As climate urgency escalate and climate objectives are increasingly pushed out of grasp, governments around the world turn to the EU’s success as a source of hope and inspiration.
Recent Market Expansion
Over the past few years, the share of global emissions covered by carbon pricing initiatives has risen as countries implement emissions trading schemes: at the time of writing, there are 34 emissions trading schemes around the world covering 9 Gt.CO2 or 18% of worldwide emissions:
One notable example of this recent expansion is China. While the EU is the world’s largest ETS by market value and trading volume, China is the world’s largest by emissions covered. It completed its first full compliance cycle in 2021, covering 4.5 Gt.CO2 or 30% of China’s total reported emissions. As the Chinese ETS continues to develop through its successive maturation phases, more and more allowances will be traded, prices will continue to increase, and new actors (including financial actors like Homaio) will be able to operate on its market. The 2021 spike in the share of global greenhouse gas emissions covered (see above) shows the impact of the Chinese market.
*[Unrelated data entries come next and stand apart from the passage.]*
use std::sync::Arc;

use clap::{Parser, ValueEnum};
use tracing::info;

use conductor_agent::{AgentWorker, EntryPointRegistry, ExecutionEngine};
use conductor_core::ConductorConfig;
use conductor_packages::{FsPackageStore, NoRestorer, PackageResolver, ProcessRestorer, Restorer};
use conductor_queue::SqliteLeaseQueue;
use conductor_scheduler::SchedulerEngine;
use conductor_store::MetadataStore;

#[derive(Debug, Clone, Copy, PartialEq, Eq, ValueEnum)]
enum Role {
    /// Evaluate schedules and enqueue due work.
    Scheduler,
    /// Consume the queue and execute jobs.
    Agent,
    /// Both roles in one process.
    All,
}

/// Job scheduling and execution daemon.
#[derive(Debug, Parser)]
#[command(name = "conductor", version, about)]
struct Cli {
    /// Config file (falls back to CONDUCTOR_CONFIG, then ./conductor.toml).
    #[arg(long)]
    config: Option<String>,

    /// Which part of the pipeline this process runs.
    #[arg(long, value_enum, default_value_t = Role::All)]
    role: Role,
}

#[tokio::main]
async fn main() -> anyhow::Result<()> {
    tracing_subscriber::fmt()
        .with_env_filter(
            tracing_subscriber::EnvFilter::try_from_default_env()
                .unwrap_or_else(|_| "info".into()),
        )
        .init();

    let cli = Cli::parse();

    let config = ConductorConfig::load(cli.config.as_deref()).unwrap_or_else(|e| {
        tracing::warn!("Config load failed ({}), using defaults", e);
        ConductorConfig::default()
    });

    let db_path = &config.database.path;
    ensure_parent_dir(db_path);
    info!(path = %db_path, "opening SQLite database");

    // WAL once up front; both stores create their schemas on construction.
    {
        let db = rusqlite::Connection::open(db_path)?;
        db.execute_batch("PRAGMA journal_mode=WAL; PRAGMA foreign_keys=ON;")?;
    }

    let (shutdown_tx, shutdown_rx) = tokio::sync::watch::channel(false);
    let mut tasks = Vec::new();

    if matches!(cli.role, Role::Scheduler | Role::All) {
        // Each subsystem gets its own connection for thread safety.
        let store = Arc::new(MetadataStore::new(rusqlite::Connection::open(db_path)?)?);
        let queue = Arc::new(SqliteLeaseQueue::new(rusqlite::Connection::open(db_path)?)?);
        let engine = SchedulerEngine::new(store, queue, config.scheduler.clone());
        tasks.push(tokio::spawn(engine.run(shutdown_rx.clone())));
        info!("scheduler role started");
    }

    if matches!(cli.role, Role::Agent | Role::All) {
        let store = Arc::new(MetadataStore::new(rusqlite::Connection::open(db_path)?)?);
        let queue = Arc::new(SqliteLeaseQueue::new(rusqlite::Connection::open(db_path)?)?);

        let packages = Arc::new(FsPackageStore::new(config.packages.root.clone()));
        let restorer: Arc<dyn Restorer> = match &config.packages.restore_command {
            Some(command) => Arc::new(ProcessRestorer::new(command.clone())),
            None => Arc::new(NoRestorer),
        };
        let resolver =
            PackageResolver::new(packages, restorer, config.packages.target_platform.clone());

        let engine = ExecutionEngine::new(
            store,
            resolver,
            EntryPointRegistry::with_defaults(),
            config.agent.clone(),
        );
        let worker = AgentWorker::new(queue, engine, config.agent.clone());
        tasks.push(tokio::spawn(worker.run(shutdown_rx.clone())));
        info!(agent_id = config.agent.id, "agent role started");
    }

    tokio::signal::ctrl_c().await?;
    info!("shutdown signal received");
    let _ = shutdown_tx.send(true);
    for task in tasks {
        let _ = task.await;
    }
    Ok(())
}

/// Ensure the parent directory for a file path exists.
fn ensure_parent_dir(path: &str) {
    if let Some(parent) = std::path::Path::new(path).parent() {
        if !parent.as_os_str().is_empty() {
            let _ = std::fs::create_dir_all(parent);
        }
    }
}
The growth potential of compliance markets is significant, with some suggesting it could exceed the oil market's value by 2025 or 2030. As the world's carbon abatement trajectory require increasingly high carbon prices, as more and more markets come online, and as the scope of each market widens with new industries covered, the market value could well cross the $1 trillion mark, with trading volumes multiples of that.
Financialization of compliance carbon markets
As emissions trading schemes expand and mature, new markets participants become unavoidable for a stable, liquid, well functioning market: financial institutions such as banks, brokers, traders, investment firms, and hedge funds. As they enter the market, they bring with them more sophisticated financial instruments, trading not only emissions allowances but also other products derived from them such as forwards, futures, and options. They add liquidity to the market, improve price and information discovery, lower volatility, and help share risk within the market. Looking at the EU ETS, trading volume is around 10x the annual supply, illustrating the velocity of allowances and the liquidity in the market.
To date, only a few Emissions Trading Schemes around the world are open to financial actors. However, the shift from a commodity market restricted to compliance participants to a financial market is one that all ETS undergo as the grow: Since the EU classified emissions allowances as financial instruments in 2018, other jurisdictions have followed. For example, in 2021, the Republic of Korea opened its emissions to financial actors to improve market liquidity.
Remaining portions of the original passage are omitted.